Some governments have made strong efforts to maintain and even increase social spending in response to the crisis. China is making record investments in public health services as part of its fiscal stimulus. In Latin America, most governments have introduced some kind of countercyclical policy to cushion the impact on poor people and maintain social spending. The IMF reports an increase in social spending in most low-income countries where it has programs.

It is crucial that these investments be more than a short-term stimulus that lasts only as long as the economic crisis at the global level. There is a need for long-term, sustained investment to reduce volatility in poor households’ incomes and build stronger, more accessible public services. The crisis has hit the poorest people in developing countries hardest, not because they are the most directly exposed to the financial markets in London or New York, but because their access to essential goods such as food, education, and health care is already fragile.

Paying the price

The question of financing inevitably arises. Oxfam is concerned with both what needs to be done and how it is paid for. We stand in solidarity with citizens who are calling on their governments to increase social investment. Present conditions make this more challenging: the World Bank estimates that the crisis has cut financing for health, education, social protection, and infrastructure in the 60 poorest countries by about $11.6 billion in 2009. The international community’s response should include a clampdown on the tax havens through which developing countries lose up to $500 billion a year, more support to expand progressive domestic tax collection, and the agreement of fair trade rules.

Development aid, while not a solution on its own, is also crucial. Oxfam is steadfast in demanding that donor governments meet their aid commitments. There is a clear need for more grants and concessional financing and for aid that is long term, predictable, and country owned, delivered as budget support wherever possible. Donor governments must deliver the resources promised.

The current crisis has helped highlight innovative sources of such financing, with finance ministers now seriously discussing the possibility of a tax on financial transactions. The immense volume of these transactions means that returns could be huge: projections indicate that a tax of just 5 basis points (0.05 percent) could raise as much as $700 billion dollars annually, even while limiting the most speculative trading. Introduction of such a tax is technically feasible, as has been underlined by economists such as Joseph Stiglitz. And it could be implemented in some jurisdictions and not others—such that, for instance, the euro area and the United Kingdom could go ahead even without the United States and Japan.

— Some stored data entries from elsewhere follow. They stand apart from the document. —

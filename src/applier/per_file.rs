//! Per-file mode: bounded concurrent downloads.

use super::Transferred;
use crate::core::{Result, UpdateError};
use crate::manifest::FileRecord;
use crate::policy::is_user_config;
use crate::transport::Transport;
use crate::utils::progress::{PercentThrottle, Phase, ProgressEvent, ProgressSink};
use futures::future::join_all;
use std::path::{Path, PathBuf};
use std::sync::Arc;
use tokio::sync::{Mutex, Semaphore};
use tracing::debug;

/// Shared between transfer tasks; the only mutable state of a pass.
#[derive(Default)]
struct TransferState {
    completed: usize,
    fetched: Vec<String>,
    errors: Vec<(String, UpdateError)>,
}

pub(super) async fn run<T: Transport>(
    transport: Arc<T>,
    targets: Vec<(FileRecord, PathBuf)>,
    max_parallel: usize,
    progress: Arc<dyn ProgressSink>,
) -> Result<Transferred> {
    let mut preserved = Vec::new();
    let mut downloads = Vec::with_capacity(targets.len());
    for (record, target) in targets {
        // Absent user config is installed so a fresh client starts with defaults; bulk extraction does the same.
        if is_user_config(&record.name) && target.exists() {
            debug!("Keeping user configuration {}", record.name);
            preserved.push(record.name);
        } else {
            downloads.push((record, target));
        }
    }

    let total = downloads.len();
    progress.emit(ProgressEvent::Phase(Phase::Downloading {
        total,
    }));

    let semaphore = Arc::new(Semaphore::new(max_parallel.max(1)));
    let state = Arc::new(Mutex::new(TransferState::default()));
    let throttle = Arc::new(PercentThrottle::new());

    let handles: Vec<_> = downloads
        .into_iter()
        .map(|(record, target)| {
            let semaphore = Arc::clone(&semaphore);
            let transport = Arc::clone(&transport);
            let state = Arc::clone(&state);
            let throttle = Arc::clone(&throttle);
            let progress = Arc::clone(&progress);

            tokio::spawn(async move {
                let result = match semaphore.acquire_owned().await {
                    Ok(_permit) => fetch_one(transport.as_ref(), &record, &target).await,
                    Err(e) => Err(UpdateError::TransferFailure {
                        url: record.url.clone(),
                        reason: e.to_string(),
                    }),
                };

                let mut state = state.lock().await;
                state.completed += 1;
                match result {
                    Ok(()) => {
                        debug!("Fetched {}", record.name);
                        state.fetched.push(record.name);
                    }
                    Err(e) => {
                        debug!("Failed to fetch {}: {}", record.name, e);
                        state.errors.push((record.name, e));
                    }
                }
                if let Some(percent) = throttle.update(state.completed as u64, total as u64) {
                    progress.emit(ProgressEvent::Files {
                        completed: state.completed,
                        total,
                        percent,
                    });
                }
            })
        })
        .collect();

    let joined = join_all(handles).await;

    let mut state = state.lock().await;
    for join_result in joined {
        if let Err(e) = join_result {
            state.errors.push((
                String::new(),
                UpdateError::TransferFailure {
                    url: String::new(),
                    reason: format!("transfer task failed: {e}"),
                },
            ));
        }
    }

    if !state.errors.is_empty() {
        let failed = state.errors.len();
        state.errors.sort_by(|a, b| a.0.cmp(&b.0));
        let (_, sample) = state.errors.swap_remove(0);
        return Err(UpdateError::AggregateFailure {
            failed,
            total,
            sample: Box::new(sample),
        });
    }

    let mut fetched = std::mem::take(&mut state.fetched);
    fetched.sort();
    preserved.sort();
    Ok(Transferred {
        fetched,
        preserved,
    })
}

async fn fetch_one<T: Transport>(transport: &T, record: &FileRecord, target: &Path) -> Result<()> {
    if let Some(parent) = target.parent() {
        tokio::fs::create_dir_all(parent).await.map_err(|e| UpdateError::io("Creating directory", parent, e))?;
    }
    transport.fetch(&record.url, target).await
}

This idea also has increased political momentum in the current environment. In Pittsburgh in September 2009, the G-20 mandated the IMF to look into ways the financial sector could contribute to the cost of clearing up the crisis. We look forward to the launch of this study and to seeing a robust consideration of the options for a financial transaction tax. Ambitious action on this front by the world’s biggest economies could release huge sums, chipping away slightly at banks’ billion-dollar bonuses and profits to calm speculation and generate revenue that could strengthen the resilience of those most vulnerable to future crises.

Dame Barbara Stocking is Chief Executive of Oxfam Great Britain and a member of the Board of Oxfam International.